THE TWENTIETH CENTURY: A LONG-TERM PROCESS OF INFORMALIZATION
Around 1900 large groups with "new money" were expanding and rising, creating strong pressures on "old money" establishments to open up. Whole groups and classes still were outspokenly deemed unacceptable as people to associate with, but as emancipation processes accelerated, the old avoidance behavior of keeping a distance became more difficult. People from different social classes had become interdependent to the point where they could no longer avoid immediate contact with each other. Especially in expanding cities, at work and on the streets, in public conveyances and entertainment facilities, people who once used to avoid each other were now forced either to try to maintain or recover social distance under conditions of rising proximity, or to accommodate and become accustomed to more social mixing. At the same time people were warned against the dangers of familiarity, of being too open and becoming too close. From another direction came attacks on traditional ways of keeping a distance as an expression of superiority. As some social mixing became less avoidable, more extreme ways of keeping a distance and showing superiority were banned. Manners became less hierarchical and less formal and rigid.
The same trend is apparent in manners regulating the relationship between the sexes. From the end of the nineteenth century onward, women gradually escaped from the confines of the home and "good society" (or its functional equivalent among other social strata). Chaperonage declined, and upper- and middle-class women expanded their sources of power and identity by joining the suffragette movement, attending university, engaging in social work, or playing sports. Women, especially young women, wanted to go out, raising the question of whether they were allowed to pay for themselves.
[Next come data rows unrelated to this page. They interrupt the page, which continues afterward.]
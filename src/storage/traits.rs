use std::fmt;
use std::time::Duration;

use mongodb::bson::{Bson, Document};

use crate::error::ProvisionError;

/// Store-independent view of one index: what it covers and the constraints it enforces.
#[derive(Clone, Debug, Default, PartialEq)]
pub struct IndexDefinition {
    pub name: String,
    pub keys: Document,
    pub unique: bool,
    pub expire_after: Option<Duration>,
    /// Restricts the index, and any uniqueness it enforces, to matching documents.
    pub partial_filter: Option<Document>,
    /// Documents missing an indexed field are left out of the index.
    pub sparse: bool,
    /// Collation locale; string comparison differs from the binary default.
    pub collation: Option<String>,
}

impl IndexDefinition {
    /// True when both indexes cover the same fields in the same order and direction.
    pub fn same_keys(&self, other: &IndexDefinition) -> bool {
        if self.keys.len() != other.keys.len() {
            return false;
        }
        self.keys
            .iter()
            .zip(other.keys.iter())
            .all(|((field_a, dir_a), (field_b, dir_b))| {
                field_a == field_b && key_direction(dir_a) == key_direction(dir_b)
            })
    }

    /// Same keys and the same constraints: uniqueness, expiry, partial filter,
    /// sparseness and collation. Names are not compared.
    pub fn is_equivalent(&self, other: &IndexDefinition) -> bool {
        self.same_keys(other)
            && self.unique == other.unique
            && self.expire_after.map(|d| d.as_secs()) == other.expire_after.map(|d| d.as_secs())
            && self.partial_filter == other.partial_filter
            && self.sparse == other.sparse
            && self.collation == other.collation
    }
}

impl fmt::Display for IndexDefinition {
    fn fmt(&self, f: &mut fmt::Formatter<'_>) -> fmt::Result {
        write!(f, "{} {}", self.name, self.keys)?;
        if self.unique {
            write!(f, " unique")?;
        }
        if let Some(ttl) = self.expire_after {
            write!(f, " expireAfterSeconds={}", ttl.as_secs())?;
        }
        if self.sparse {
            write!(f, " sparse")?;
        }
        if let Some(filter) = &self.partial_filter {
            write!(f, " partialFilterExpression={}", filter)?;
        }
        if let Some(locale) = &self.collation {
            write!(f, " collation={}", locale)?;
        }
        Ok(())
    }
}

// Shells may send `1` as a double; the server echoes whatever numeric type it got.
fn key_direction(value: &Bson) -> Option<i64> {
    match value {
        Bson::Int32(v) => Some(i64::from(*v)),
        Bson::Int64(v) => Some(*v),
        Bson::Double(v) if v.fract() == 0.0 => Some(*v as i64),
        _ => None,
    }
}

/// The database handle the initializer works against.
///
/// Every method maps driver failures into [`ProvisionError`] so callers can
/// tell connection, permission and conflict failures apart.
pub trait SchemaStore {
    /// Name of the database this handle targets.
    fn database_name(&self) -> &str;

    fn collection_names(&self) -> Result<Vec<String>, ProvisionError>;

    /// Returns `true` if the collection was created, `false` if it already existed.
    fn create_collection(&self, name: &str) -> Result<bool, ProvisionError>;

    fn list_indexes(&self, collection: &str) -> Result<Vec<IndexDefinition>, ProvisionError>;

    fn create_index(
        &self,
        collection: &str,
        index: &IndexDefinition,
    ) -> Result<(), ProvisionError>;

    fn count_documents(&self, collection: &str) -> Result<u64, ProvisionError>;

    /// Whether a document whose `id` field equals `id` exists.
    fn contains_id(&self, collection: &str, id: &str) -> Result<bool, ProvisionError>;

    fn insert_document(&self, collection: &str, document: Document) -> Result<(), ProvisionError>;
}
The respectability of meeting places and conditions of meeting became more flexible, as young people began to exert control over the dynamics of their own relationships, whether romantic or not.
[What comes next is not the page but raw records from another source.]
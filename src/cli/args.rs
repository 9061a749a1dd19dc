use clap::Parser;
use std::env;
use std::path::PathBuf;

use crate::cli::command::Command;

#[derive(Parser, Debug)]
#[command(
    author,
    version,
    about = "Provision the SWA MongoDB database: collections, indexes and an optional admin user",
    long_about = "Creates the users, promo_codes, games, sessions, stats, devices and slots collections with their unique and TTL indexes. Safe to run repeatedly against the same database.",
    subcommand_required = false,
    arg_required_else_help = false
)]
pub struct Cli {
    #[arg(
        long,
        env = "MONGODB_URI",
        default_value = "mongodb://localhost:27017/swa_database",
        value_name = "URI",
        help = "MongoDB connection string"
    )]
    pub mongodb_uri: String,

    #[arg(
        long,
        env = "SWA_DATABASE",
        value_name = "NAME",
        help = "Target database (defaults to the one named in the URI, then swa_database)"
    )]
    pub database: Option<String>,

    #[arg(
        long,
        env = "SWA_SERVER_SELECTION_TIMEOUT_MS",
        default_value_t = 5000u64,
        value_name = "MS",
        help = "How long to wait for a reachable server before giving up"
    )]
    pub server_selection_timeout_ms: u64,

    #[arg(
        long = "log-file",
        env = "SWA_LOG_FILE",
        value_name = "PATH",
        help = "Write logs to PATH (in addition to stderr)"
    )]
    pub log_file: Option<PathBuf>,

    #[command(subcommand)]
    pub cmd: Option<Command>,
}

pub fn parse() -> Cli {
    let dotenv_path = env::var("DOTENV_PATH").unwrap_or(".env".into());
    if dotenvy::from_filename(&dotenv_path).is_ok() {
        eprintln!("Loaded env from {}", dotenv_path);
    }
    Cli::parse()
}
In the 1920s many newly wealthy families were jostling for a place within the ranks of "good society." The rise of whole social groups triggered a formidable push toward informalization, and rules for getting acquainted and keeping a distance declined. The expansion of business and industry, together with an expansion of means of transportation and communication, gave rise to a multitude of new types of relationships for which the old formality was too troublesome. New meeting places for the sexes such as dance halls, cinemas, and ice-skating rinks were debated for the freedom they offered. As women entered the wider society by going to work in offices, libraries, and other places, office manners became a topic. The whole trend implied rising demands on the social navigational abilities of the individual, a greater capacity to negotiate the possibilities and limitations of relationships easily without tension.
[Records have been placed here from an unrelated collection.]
//! Optional administrative seed record.
//!
//! The seed is only built on explicit request and always carries an Argon2id
//! hash; plaintext passwords never leave this module.

use std::io::IsTerminal;

use argon2::password_hash::rand_core::OsRng;
use argon2::password_hash::{PasswordHasher, SaltString};
use argon2::Argon2;
use mongodb::bson::{self, DateTime, Document};

use crate::error::ProvisionError;
use crate::models::{User, UserStatus};

pub const MIN_PASSWORD_LEN: usize = 12;
pub const DEFAULT_ADMIN_USERNAME: &str = "admin";
pub const DEFAULT_ADMIN_EMAIL: &str = "admin@swa.local";
const ADMIN_REFERRAL_CODE: &str = "ADMIN123";
const ADMIN_SLOTS: i32 = 5;

#[derive(Clone, Debug)]
pub struct AdminSeed {
    user: User,
}

impl AdminSeed {
    /// Build the admin record, hashing `password`. A random id is used when none is given.
    pub fn build(
        id: Option<String>,
        username: &str,
        email: &str,
        password: &str,
    ) -> Result<Self, ProvisionError> {
        validate_password(password)?;
        let user = User {
            id: id.unwrap_or_else(|| uuid::Uuid::new_v4().to_string()),
            username: username.to_string(),
            email: email.to_string(),
            password: hash_password(password)?,
            join_date: today()?,
            status: UserStatus::Premium,
            games_count: 0,
            is_admin: true,
            premium_expires: None,
            slots: ADMIN_SLOTS,
            devices: Vec::new(),
            referral_code: ADMIN_REFERRAL_CODE.to_string(),
            used_referral: None,
            total_referrals: 0,
        };
        Ok(Self { user })
    }

    pub fn id(&self) -> &str {
        &self.user.id
    }

    pub fn username(&self) -> &str {
        &self.user.username
    }

    pub fn to_document(&self) -> Result<Document, ProvisionError> {
        Ok(bson::to_document(&self.user)?)
    }
}

fn validate_password(password: &str) -> Result<(), ProvisionError> {
    if password.chars().count() < MIN_PASSWORD_LEN {
        return Err(ProvisionError::Credential(format!(
            "admin password must be at least {MIN_PASSWORD_LEN} characters long"
        )));
    }
    Ok(())
}

fn hash_password(password: &str) -> Result<String, ProvisionError> {
    let salt = SaltString::generate(&mut OsRng);
    let hash = Argon2::default()
        .hash_password(password.as_bytes(), &salt)
        .map_err(|e| ProvisionError::Credential(format!("hashing admin password: {e}")))?;
    Ok(hash.to_string())
}

/// Current UTC date as `YYYY-MM-DD`.
fn today() -> Result<String, ProvisionError> {
    let now = DateTime::now()
        .try_to_rfc3339_string()
        .map_err(|e| ProvisionError::Credential(format!("formatting join date: {e}")))?;
    match now.split_once('T') {
        Some((date, _)) => Ok(date.to_string()),
        None => Err(ProvisionError::Credential(format!(
            "unexpected timestamp format: {now}"
        ))),
    }
}

/// Use `explicit` when given, otherwise prompt twice on an interactive terminal.
pub fn resolve_password(explicit: Option<String>) -> Result<String, ProvisionError> {
    if let Some(password) = explicit.filter(|p| !p.is_empty()) {
        return Ok(password);
    }
    if !std::io::stdin().is_terminal() {
        return Err(ProvisionError::Credential(
            "admin seed requires --admin-password or SWA_ADMIN_PASSWORD when not running interactively"
                .to_string(),
        ));
    }
    let first = rpassword::prompt_password("Admin password: ")
        .map_err(|e| ProvisionError::Credential(format!("reading password: {e}")))?;
    let second = rpassword::prompt_password("Confirm admin password: ")
        .map_err(|e| ProvisionError::Credential(format!("confirming password: {e}")))?;
    if first != second {
        return Err(ProvisionError::Credential("passwords do not match".to_string()));
    }
    Ok(first)
}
Until the 1960s some manners books still contained separate sections on behavior toward social superiors and inferiors. Later these sections disappeared. Ideals for good manners became dissociated from superior and inferior social position or rank. The trend was to draw social dividing lines less on the basis of people's belonging to certain groups—by class, race, age, sex, or ethnicity—and more on the basis of individual behavior. The avoidance behavior once prescribed toward people not deemed socially acceptable was increasingly discouraged. No longer could certain groups be legitimately targeted; rather, certain behaviors and feelings—including humiliating displays of superiority or inferiority—were considered inappropriate and could be shunned as such. Avoidance behavior, no longer explicitly set out as rules, thus tended to become internalized; tensions between people became tensions within them. Accordingly, traditional ways of keeping a distance and being reserved when confronted with those outside one's social circles were transformed into the "right of privacy," a concept which lacked a specified class component. The perception was that each individual should have the right to be left alone, to maintain a personal or social space undisturbed by unwanted intrusions.
Restrictions on ways and places of meeting sharply diminished from the 1960s onward. Early in that decade Mary Bolton, in The New Etiquette Book, observed (as though with a sigh): "Boy meets girl and girl meets boy in so many different ways that it would be quite impossible to enumerate them." This change in the conditions of "respectable" meeting is in keeping with a general shift in the balance between external and internal social controls. Respect and respectable behavior became more dependent on self-regulation, and self-controls increasingly became both the focus and the locus of external social controls.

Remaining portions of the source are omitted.